◆ ASSIGNMENT: Report back every line in the data that includes the string "tracing".

Collected data
---+---
//! Scene readiness: don't start a session until its scene is loaded.

use std::sync::Arc;
use std::time::Duration;

use serde::{Deserialize, Serialize};

use crate::SceneError;

/// The engine's scene loader.
pub trait SceneLoader: Send + Sync + 'static {
    /// Requests `name` to load. Returns immediately; loading continues in
    /// the background.
    fn load_scene(&self, name: &str);

    /// Whether `name` is fully loaded and active.
    fn is_scene_loaded(&self, name: &str) -> bool;
}

/// How [`SceneSynchronizer::ensure_loaded`] polls.
#[derive(Debug, Clone, Serialize, Deserialize)]
pub struct SceneConfig {
    /// Time between `is_scene_loaded` checks.
    pub poll_interval: Duration,
    /// Give up after this long.
    pub deadline: Duration,
}

impl Default for SceneConfig {
    fn default() -> Self {
        Self {
            poll_interval: Duration::from_millis(50),
            deadline: Duration::from_secs(10),
        }
    }
}

impl SceneConfig {
    const MIN_POLL_INTERVAL: Duration = Duration::from_millis(1);

    /// Raises a zero poll interval (which would spin) and keeps the
    /// deadline at least one poll long.
    pub fn validated(mut self) -> Self {
        self.poll_interval = self.poll_interval.max(Self::MIN_POLL_INTERVAL);
        self.deadline = self.deadline.max(self.poll_interval);
        self
    }
}

/// Waits for a scene to finish loading before network work proceeds.
#[derive(Clone)]
pub struct SceneSynchronizer {
    loader: Arc<dyn SceneLoader>,
    config: SceneConfig,
}

impl SceneSynchronizer {
    pub fn new(loader: Arc<dyn SceneLoader>, config: SceneConfig) -> Self {
        Self {
            loader,
            config: config.validated(),
        }
    }

    /// Makes sure `scene` is loaded, requesting the load if it isn't.
    ///
    /// # Errors
    /// [`SceneError::Timeout`] if the scene isn't loaded by the deadline.
    pub async fn ensure_loaded(&self, scene: &str) -> Result<(), SceneError> {
        if self.loader.is_scene_loaded(scene) {
            return Ok(());
        }

        tracing::debug!(scene, "requesting scene load");
        self.loader.load_scene(scene);

        let poll = async {
            let mut interval = tokio::time::interval(self.config.poll_interval);
            loop {
                interval.tick().await;
                if self.loader.is_scene_loaded(scene) {
                    return;
                }
            }
        };

        match tokio::time::timeout(self.config.deadline, poll).await {
            Ok(()) => {
                tracing::debug!(scene, "scene loaded");
                Ok(())
            }
            Err(_) => {
                tracing::warn!(scene, deadline = ?self.config.deadline, "scene load timed out");
                Err(SceneError::Timeout {
                    scene: scene.to_string(),
                    waited: self.config.deadline,
                })
            }
        }
    }
}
---+---
◆ PROBLEM SOLUTION:
        tracing::debug!(scene, "requesting scene load");
                tracing::debug!(scene, "scene loaded");
                tracing::warn!(scene, deadline = ?self.config.deadline, "scene load timed out");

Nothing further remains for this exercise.